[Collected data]
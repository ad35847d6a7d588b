/// Chars that terminate a sentence
pub const SENTENCE_TERMINATORS: &[u8] = b".!?";

/// Scan direction for [`find_sentence_boundary`]
#[derive(Debug, Clone, Copy, PartialEq, Eq)]
pub enum Direction {
    TowardStart,
    TowardEnd,
}

/// Find the nearest sentence boundary from `index` (inclusive) in the given direction.
///
/// `text` is normalized (ASCII) text, so byte positions equal char positions.
/// Scanning toward the end returns the position just after the terminator, or
/// `text.len()` when none is found. Scanning toward the start returns the
/// position of the terminator itself, or `0` when none is found. The returned
/// pair of edges therefore forms a half-open `[left, right)` span.
pub fn find_sentence_boundary(text: &str, index: usize, direction: Direction) -> usize {
    let bytes = text.as_bytes();
    match direction {
        Direction::TowardEnd => bytes
            .iter()
            .enumerate()
            .skip(index)
            .find(|(_, b)| SENTENCE_TERMINATORS.contains(*b))
            .map(|(pos, _)| pos + 1)
            .unwrap_or(bytes.len()),
        Direction::TowardStart => {
            if bytes.is_empty() {
                return 0;
            }
            let start = index.min(bytes.len() - 1);
            bytes[..=start]
                .iter()
                .rposition(|b| SENTENCE_TERMINATORS.contains(b))
                .unwrap_or(0)
        }
    }
}

#[cfg(test)]
mod tests {
    use super::*;

    const TEXT: &str = "hello world. this is a test. bye.";

    #[test]
    fn test_toward_end_returns_position_after_terminator() {
        // "hello world." ends at index 11
        assert_eq!(find_sentence_boundary(TEXT, 0, Direction::TowardEnd), 12);
        assert_eq!(find_sentence_boundary(TEXT, 11, Direction::TowardEnd), 12);
        assert_eq!(find_sentence_boundary(TEXT, 15, Direction::TowardEnd), 28);
    }

    #[test]
    fn test_toward_start_returns_terminator_position() {
        assert_eq!(find_sentence_boundary(TEXT, 20, Direction::TowardStart), 11);
        assert_eq!(find_sentence_boundary(TEXT, 11, Direction::TowardStart), 11);
        assert_eq!(find_sentence_boundary(TEXT, 30, Direction::TowardStart), 27);
    }

    #[test]
    fn test_runs_off_either_end() {
        let text = "no terminators here";
        assert_eq!(find_sentence_boundary(text, 3, Direction::TowardEnd), text.len());
        assert_eq!(find_sentence_boundary(text, 10, Direction::TowardStart), 0);
    }

    #[test]
    fn test_index_past_end_is_clamped() {
        assert_eq!(find_sentence_boundary(TEXT, TEXT.len(), Direction::TowardEnd), TEXT.len());
        assert_eq!(find_sentence_boundary(TEXT, TEXT.len() + 50, Direction::TowardEnd), TEXT.len());
        assert_eq!(find_sentence_boundary(TEXT, TEXT.len(), Direction::TowardStart), TEXT.len() - 1);
    }

    #[test]
    fn test_empty_text() {
        assert_eq!(find_sentence_boundary("", 0, Direction::TowardEnd), 0);
        assert_eq!(find_sentence_boundary("", 0, Direction::TowardStart), 0);
    }

    #[test]
    fn test_all_terminators_recognized() {
        assert_eq!(find_sentence_boundary("wait! what? yes.", 0, Direction::TowardEnd), 5);
        assert_eq!(find_sentence_boundary("wait! what? yes.", 6, Direction::TowardEnd), 11);
        assert_eq!(find_sentence_boundary("wait! what? yes.", 14, Direction::TowardStart), 10);
    }
}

▶ **Problem details**: Retype each record in full, please.

▶ **Solution below**:
repository ad35847d6a7d588b
/// Chars that terminate a sentence
pub const SENTENCE_TERMINATORS: &[u8] = b".!?";

/// Scan direction for [`find_sentence_boundary`]
#[derive(Debug, Clone, Copy, PartialEq, Eq)]
pub enum Direction {
    TowardStart,
    TowardEnd,
}

/// Find the nearest sentence boundary from `index` (inclusive) in the given direction.
///
/// `text` is normalized (ASCII) text, so byte positions equal char positions.
/// Scanning toward the end returns the position just after the terminator, or
/// `text.len()` when none is found. Scanning toward the start returns the
/// position of the terminator itself, or `0` when none is found. The returned
/// pair of edges therefore forms a half-open `[left, right)` span.
pub fn find_sentence_boundary(text: &str, index: usize, direction: Direction) -> usize {
    let bytes = text.as_bytes();
    match direction {
        Direction::TowardEnd => bytes
            .iter()
            .enumerate()
            .skip(index)
            .find(|(_, b)| SENTENCE_TERMINATORS.contains(*b))
            .map(|(pos, _)| pos + 1)
            .unwrap_or(bytes.len()),
        Direction::TowardStart => {
            if bytes.is_empty() {
                return 0;
            }
            let start = index.min(bytes.len() - 1);
            bytes[..=start]
                .iter()
                .rposition(|b| SENTENCE_TERMINATORS.contains(b))
                .unwrap_or(0)
        }
    }
}

#[cfg(test)]
mod tests {
    use super::*;

    const TEXT: &str = "hello world. this is a test. bye.";

    #[test]
    fn test_toward_end_returns_position_after_terminator() {
        // "hello world." ends at index 11
        assert_eq!(find_sentence_boundary(TEXT, 0, Direction::TowardEnd), 12);
        assert_eq!(find_sentence_boundary(TEXT, 11, Direction::TowardEnd), 12);
        assert_eq!(find_sentence_boundary(TEXT, 15, Direction::TowardEnd), 28);
    }

    #[test]
    fn test_toward_start_returns_terminator_position() {
        assert_eq!(find_sentence_boundary(TEXT, 20, Direction::TowardStart), 11);
        assert_eq!(find_sentence_boundary(TEXT, 11, Direction::TowardStart), 11);
        assert_eq!(find_sentence_boundary(TEXT, 30, Direction::TowardStart), 27);
    }

    #[test]
    fn test_runs_off_either_end() {
        let text = "no terminators here";
        assert_eq!(find_sentence_boundary(text, 3, Direction::TowardEnd), text.len());
        assert_eq!(find_sentence_boundary(text, 10, Direction::TowardStart), 0);
    }

    #[test]
    fn test_index_past_end_is_clamped() {
        assert_eq!(find_sentence_boundary(TEXT, TEXT.len(), Direction::TowardEnd), TEXT.len());
        assert_eq!(find_sentence_boundary(TEXT, TEXT.len() + 50, Direction::TowardEnd), TEXT.len());
        assert_eq!(find_sentence_boundary(TEXT, TEXT.len(), Direction::TowardStart), TEXT.len() - 1);
    }

    #[test]
    fn test_empty_text() {
        assert_eq!(find_sentence_boundary("", 0, Direction::TowardEnd), 0);
        assert_eq!(find_sentence_boundary("", 0, Direction::TowardStart), 0);
    }

    #[test]
    fn test_all_terminators_recognized() {
        assert_eq!(find_sentence_boundary("wait! what? yes.", 0, Direction::TowardEnd), 5);
        assert_eq!(find_sentence_boundary("wait! what? yes.", 6, Direction::TowardEnd), 11);
        assert_eq!(find_sentence_boundary("wait! what? yes.", 14, Direction::TowardStart), 10);
    }
}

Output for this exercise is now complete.